Exercise: Tally the lines of the records below that include the word "emptied", and write down only that tally.

Saved data entries:
• • •
//! Clipboard and serialization behaviors.
//!
//! Copy and cut re-raise `Serialize`, which slices the selection, runs it
//! through every converter and hands the results to the host. Paste
//! re-raises `Deserialize`; converter negotiation happens in the guard, so
//! a total failure turns into an explicit `DeserializeFailure` event rather
//! than a silent drop.

use crate::behavior::{Action, Behavior, EventPattern};
use crate::content::Block;
use crate::converters::TransferItem;
use crate::event::{
    DeleteTarget, Event, EventKind, InsertPlacement, Mutation, SelectPosition,
};
use crate::selection::Selection;

pub fn behaviors() -> Vec<Behavior> {
    vec![
        copy(),
        cut(),
        serialize(),
        paste(),
        deserialize(),
        deserialize_failure(),
    ]
}

fn expanded_selection(snap: &crate::snapshot::Snapshot) -> Option<Selection> {
    let sel = snap.indexed_selection()?;
    if sel.is_collapsed() { None } else { Some(sel) }
}

fn copy() -> Behavior {
    Behavior::new(
        "clipboard.copy",
        EventPattern::Exact(EventKind::Copy),
        0,
        |snap, _| expanded_selection(snap).map(|_| ()),
        |_, _, ()| vec![Action::Raise(Event::Serialize)],
    )
}

fn cut() -> Behavior {
    Behavior::new(
        "clipboard.cut",
        EventPattern::Exact(EventKind::Cut),
        0,
        |snap, _| {
            expanded_selection(snap)?;
            snap.keyed_selection()
        },
        |_, _, keyed| {
            vec![
                Action::Raise(Event::Serialize),
                Action::Raise(Event::from(Mutation::Delete {
                    target: DeleteTarget::Selection(keyed),
                })),
            ]
        },
    )
}

fn serialize() -> Behavior {
    Behavior::new(
        "clipboard.serialize",
        EventPattern::Exact(EventKind::Serialize),
        0,
        |snap, _| {
            let sliced: Vec<Block> = snap.slice_selection();
            if sliced.is_empty() {
                return None;
            }
            let items: Vec<TransferItem> = snap.converters.serialize_all(snap, &sliced);
            if items.is_empty() { None } else { Some(items) }
        },
        |_, _, items| {
            vec![Action::effect(move |host| {
                host.set_clipboard(items);
            })]
        },
    )
}

fn paste() -> Behavior {
    Behavior::new(
        "clipboard.paste",
        EventPattern::Exact(EventKind::Paste),
        0,
        |_, event| {
            let Event::Paste { items } = event else {
                return None;
            };
            if items.is_empty() { None } else { Some(()) }
        },
        |_, event, ()| {
            let Event::Paste { items } = event else {
                return vec![];
            };
            vec![Action::Raise(Event::Deserialize {
                items: items.clone(),
            })]
        },
    )
}

fn deserialize() -> Behavior {
    Behavior::new(
        "clipboard.deserialize",
        EventPattern::Exact(EventKind::Deserialize),
        0,
        |snap, event| {
            let Event::Deserialize { items } = event else {
                return None;
            };
            if items.is_empty() {
                return None;
            }
            Some(snap.converters.deserialize(items).map_err(|e| e.to_string()))
        },
        |_, _, negotiated| match negotiated {
            Ok(blocks) => vec![Action::Raise(Event::InsertBlocks {
                blocks,
                placement: InsertPlacement::Auto,
                select: SelectPosition::End,
            })],
            Err(reason) => vec![Action::Raise(Event::DeserializeFailure { reason })],
        },
    )
}

fn deserialize_failure() -> Behavior {
    Behavior::unguarded(
        "clipboard.deserialize-failure",
        EventPattern::Exact(EventKind::DeserializeFailure),
        0,
        |_, event| {
            let Event::DeserializeFailure { reason } = event else {
                return vec![];
            };
            log::warn!("deserialize failed: {reason}");
            let reason = reason.clone();
            vec![Action::effect(move |host| {
                host.deserialize_failed(&reason);
            })]
        },
    )
}
#[cfg(test)]
mod tests {
    use super::*;
    use crate::content::MarkDef;
    use pretty_assertions::assert_eq;

    fn span(key: &str, text: &str, marks: &[&str]) -> Child {
        Child::Span(Span {
            key: Key::new(key),
            text: text.to_string(),
            marks: marks.iter().map(|m| m.to_string()).collect(),
        })
    }

    fn text_block(key: &str, children: Vec<Child>) -> Block {
        Block::Text(TextBlock {
            key: Key::new(key),
            style: "normal".to_string(),
            list_item: None,
            level: None,
            mark_defs: Vec::new(),
            children,
        })
    }

    fn doc() -> Vec<Block> {
        vec![
            text_block("b1", vec![span("s1", "hello", &[])]),
            text_block("b2", vec![span("s2", "world", &[])]),
        ]
    }

    #[test]
    fn delete_range_within_a_span_keeps_one_span() {
        let mut value = doc();
        let mut selection = None;
        let sel = Selection::new(Point::indexed(0, Some(0), 1), Point::indexed(0, Some(0), 4));
        let changed = delete_selection(&mut value, &mut selection, &sel).unwrap();
        assert_eq!(changed, vec![Key::new("b1")]);
        assert_eq!(value[0].as_text().unwrap().text(), "ho");
        assert_eq!(value[0].as_text().unwrap().children.len(), 1);
        let sel = selection.unwrap();
        assert!(sel.is_collapsed());
        assert_eq!(sel.focus.offset, 1);
    }

    #[test]
    fn delete_across_blocks_merges_into_the_start_block() {
        let mut value = doc();
        let mut selection = None;
        let sel = Selection::new(Point::indexed(0, Some(0), 3), Point::indexed(1, Some(0), 2));
        let changed = delete_selection(&mut value, &mut selection, &sel).unwrap();
        assert_eq!(changed, vec![Key::new("b1"), Key::new("b2")]);
        assert_eq!(value.len(), 1);
        assert_eq!(value[0].as_text().unwrap().text(), "helrld");
        let sel = selection.unwrap();
        assert_eq!(sel.focus.path.block_key(), Some(&Key::new("b1")));
        assert_eq!(sel.focus.offset, 3);
    }

    #[test]
    fn backward_delete_direction_does_not_matter() {
        let mut forward = doc();
        let mut backward = doc();
        let mut sel_a = None;
        let mut sel_b = None;
        let range = Selection::new(Point::indexed(0, Some(0), 3), Point::indexed(1, Some(0), 2));
        let reversed = Selection::new(Point::indexed(1, Some(0), 2), Point::indexed(0, Some(0), 3));
        delete_selection(&mut forward, &mut sel_a, &range).unwrap();
        delete_selection(&mut backward, &mut sel_b, &reversed).unwrap();
        assert_eq!(forward, backward);
        assert_eq!(sel_a, sel_b);
    }

    #[test]
    fn deleting_exactly_an_annotation_strips_the_dead_mark() {
        let mut value = vec![Block::Text(TextBlock {
            key: Key::new("b1"),
            style: "normal".to_string(),
            list_item: None,
            level: None,
            mark_defs: vec![MarkDef {
                key: Key::new("l1"),
                kind: "link".to_string(),
                value: serde_json::Map::new(),
            }],
            children: vec![
                span("s1", "see ", &[]),
                span("s2", "this", &["l1", "strong"]),
                span("s3", " now", &[]),
            ],
        })];
        let mut selection = None;
        let sel = Selection::new(Point::indexed(0, Some(1), 0), Point::indexed(0, Some(1), 4));
        delete_selection(&mut value, &mut selection, &sel).unwrap();
        let text = value[0].as_text().unwrap();
        let emptied = text.children[1].as_span().unwrap();
        assert!(emptied.text.is_empty());
        // The annotation mark is gone, the decorator survives.
        assert_eq!(emptied.marks, vec!["strong".to_string()]);
        assert!(text.mark_defs.is_empty());
    }

    #[test]
    fn character_delete_at_block_start_merges_blocks() {
        let mut value = doc();
        let mut selection = Some(Selection::collapsed(Point::keyed(
            "b2",
            Some(Key::new("s2")),
            0,
        )));
        let changed = delete(
            &mut value,
            &mut selection,
            &DeleteTarget::Unit {
                direction: DeleteDirection::Backward,
                unit: TextUnit::Character,
            },
        )
        .unwrap();
        assert_eq!(changed, vec![Key::new("b1"), Key::new("b2")]);
        assert_eq!(value.len(), 1);
        assert_eq!(value[0].as_text().unwrap().text(), "helloworld");
    }

    #[test]
    fn word_delete_takes_the_preceding_word() {
        let mut value = vec![text_block("b1", vec![span("s1", "one two three", &[])])];
        let mut selection = Some(Selection::collapsed(Point::keyed(
            "b1",
            Some(Key::new("s1")),
            7,
        )));
        delete(
            &mut value,
            &mut selection,
            &DeleteTarget::Unit {
                direction: DeleteDirection::Backward,
                unit: TextUnit::Word,
            },
        )
        .unwrap();
        assert_eq!(value[0].as_text().unwrap().text(), "one  three");
    }

    #[test]
    fn word_delete_stops_at_an_inline_object() {
        let ticker = || {
            Child::InlineObject(crate::content::InlineObject {
                key: Key::new("i1"),
                object_type: "stock-ticker".to_string(),
                value: serde_json::Map::new(),
            })
        };
        let mut value = vec![text_block(
            "b1",
            vec![span("s1", "ab", &[]), ticker(), span("s3", "cd", &[])],
        )];
        let mut selection = Some(Selection::collapsed(Point::keyed(
            "b1",
            Some(Key::new("s3")),
            2,
        )));
        delete(
            &mut value,
            &mut selection,
            &DeleteTarget::Unit {
                direction: DeleteDirection::Backward,
                unit: TextUnit::Word,
            },
        )
        .unwrap();
        let text = value[0].as_text().unwrap();
        assert_eq!(text.text(), "ab");
        // Only "cd" went; the object and the leading span survive.
        assert!(text.children.iter().any(|c| c.as_span().is_none()));

        // Forward from after "ab": the object deletes as one unit.
        let mut value = vec![text_block(
            "b1",
            vec![span("s1", "ab", &[]), ticker(), span("s3", "cd", &[])],
        )];
        let mut selection = Some(Selection::collapsed(Point::keyed(
            "b1",
            Some(Key::new("s1")),
            2,
        )));
        delete(
            &mut value,
            &mut selection,
            &DeleteTarget::Unit {
                direction: DeleteDirection::Forward,
                unit: TextUnit::Word,
            },
        )
        .unwrap();
        let text = value[0].as_text().unwrap();
        assert_eq!(text.text(), "abcd");
        assert!(text.children.iter().all(|c| c.as_span().is_some()));
    }

    #[test]
    fn forward_character_delete_removes_an_inline_object() {
        let mut value = vec![text_block(
            "b1",
            vec![
                span("s1", "ab", &[]),
                Child::InlineObject(crate::content::InlineObject {
                    key: Key::new("i1"),
                    object_type: "stock-ticker".to_string(),
                    value: serde_json::Map::new(),
                }),
                span("s3", "cd", &[]),
            ],
        )];
        let mut selection = Some(Selection::collapsed(Point::keyed(
            "b1",
            Some(Key::new("s1")),
            2,
        )));
        delete(
            &mut value,
            &mut selection,
            &DeleteTarget::Unit {
                direction: DeleteDirection::Forward,
                unit: TextUnit::Character,
            },
        )
        .unwrap();
        let text = value[0].as_text().unwrap();
        assert_eq!(text.text(), "abcd");
        assert!(text.children.iter().all(|c| c.as_span().is_some()));
    }

    #[test]
    fn insert_block_positions() {
        let mut value = doc();
        let mut selection = None;
        let b3 = text_block("b3", vec![span("s3", "mid", &[])]);
        apply(
            &mut value,
            &mut selection,
            &Mutation::InsertBlock {
                block: b3,
                at: crate::event::InsertBlockAt::after(Key::new("b1")),
            },
        )
        .unwrap();
        let keys: Vec<&str> = value.iter().map(|b| b.key().as_str()).collect();
        assert_eq!(keys, vec!["b1", "b3", "b2"]);

        let b0 = text_block("b0", vec![span("s0", "top", &[])]);
        apply(
            &mut value,
            &mut selection,
            &Mutation::InsertBlock {
                block: b0,
                at: crate::event::InsertBlockAt {
                    ref_key: None,
                    placement: BlockPlacement::Before,
                },
            },
        )
        .unwrap();
        assert_eq!(value[0].key().as_str(), "b0");
    }

    #[test]
    fn inserting_after_a_missing_block_is_an_error() {
        let mut value = doc();
        let mut selection = None;
        let err = apply(
            &mut value,
            &mut selection,
            &Mutation::InsertBlock {
                block: text_block("bx", vec![span("sx", "x", &[])]),
                at: crate::event::InsertBlockAt::after(Key::new("gone")),
            },
        )
        .unwrap_err();
        assert!(matches!(err, ApplyError::UnknownBlock { .. }));
    }

    #[test]
    fn unsetting_list_item_reassigns_the_key_and_follows_the_selection() {
        let mut value = doc();
        value[0].as_text_mut().unwrap().list_item = Some("bullet".to_string());
        value[0].as_text_mut().unwrap().level = Some(1);
        let mut selection = Some(Selection::collapsed(Point::keyed(
            "b1",
            Some(Key::new("s1")),
            3,
        )));
        let changed = apply(
            &mut value,
            &mut selection,
            &Mutation::BlockUnset {
                key: Key::new("b1"),
                props: vec![BlockProp::ListItem, BlockProp::Level],
            },
        )
        .unwrap();
        let text = value[0].as_text().unwrap();
        assert!(text.list_item.is_none());
        assert!(text.level.is_none());
        assert_ne!(text.key.as_str(), "b1");
        assert_eq!(changed, vec![text.key.clone()]);
        // The keyed selection moved with the block.
        let sel = selection.unwrap();
        assert_eq!(sel.focus.path.block_key(), Some(&text.key));
    }

    #[test]
    fn move_block_swaps_neighbors_and_stops_at_edges() {
        let mut value = doc();
        let mut selection = None;
        apply(
            &mut value,
            &mut selection,
            &Mutation::MoveBlockDown {
                key: Key::new("b1"),
            },
        )
        .unwrap();
        let keys: Vec<&str> = value.iter().map(|b| b.key().as_str()).collect();
        assert_eq!(keys, vec!["b2", "b1"]);

        let changed = apply(
            &mut value,
            &mut selection,
            &Mutation::MoveBlockDown {
                key: Key::new("b1"),
            },
        )
        .unwrap();
        assert!(changed.is_empty());
    }

    #[test]
    fn deleting_a_selected_block_moves_the_selection_to_a_neighbor() {
        let mut value = doc();
        let mut selection = Some(Selection::collapsed(Point::keyed(
            "b2",
            Some(Key::new("s2")),
            2,
        )));
        apply(
            &mut value,
            &mut selection,
            &Mutation::DeleteBlock {
                key: Key::new("b2"),
            },
        )
        .unwrap();
        let sel = selection.unwrap();
        assert_eq!(sel.focus.path.block_key(), Some(&Key::new("b1")));
        assert_eq!(sel.focus.offset, 5);
    }

    #[test]
    fn stale_delete_range_is_a_no_op() {
        let mut value = doc();
        let mut selection = None;
        let sel = Selection::new(
            Point::keyed("gone", None, 0),
            Point::keyed("b2", Some(Key::new("s2")), 2),
        );
        let changed = delete_selection(&mut value, &mut selection, &sel).unwrap();
        assert!(changed.is_empty());
        assert_eq!(value.len(), 2);
    }

    #[test]
    fn out_of_range_indexed_delete_range_is_a_no_op() {
        let mut value = doc();
        let mut selection = None;
        let sel = Selection::new(Point::indexed(4, Some(0), 0), Point::indexed(5, Some(0), 1));
        let changed = delete_selection(&mut value, &mut selection, &sel).unwrap();
        assert!(changed.is_empty());
        assert_eq!(value.len(), 2);

        // One valid end is not enough; both points must still resolve.
        let half_stale =
            Selection::new(Point::indexed(0, Some(0), 2), Point::indexed(5, Some(0), 1));
        let changed = delete_selection(&mut value, &mut selection, &half_stale).unwrap();
        assert!(changed.is_empty());
        assert_eq!(value[0].as_text().unwrap().text(), "hello");
    }
}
• • •
Answer area: 3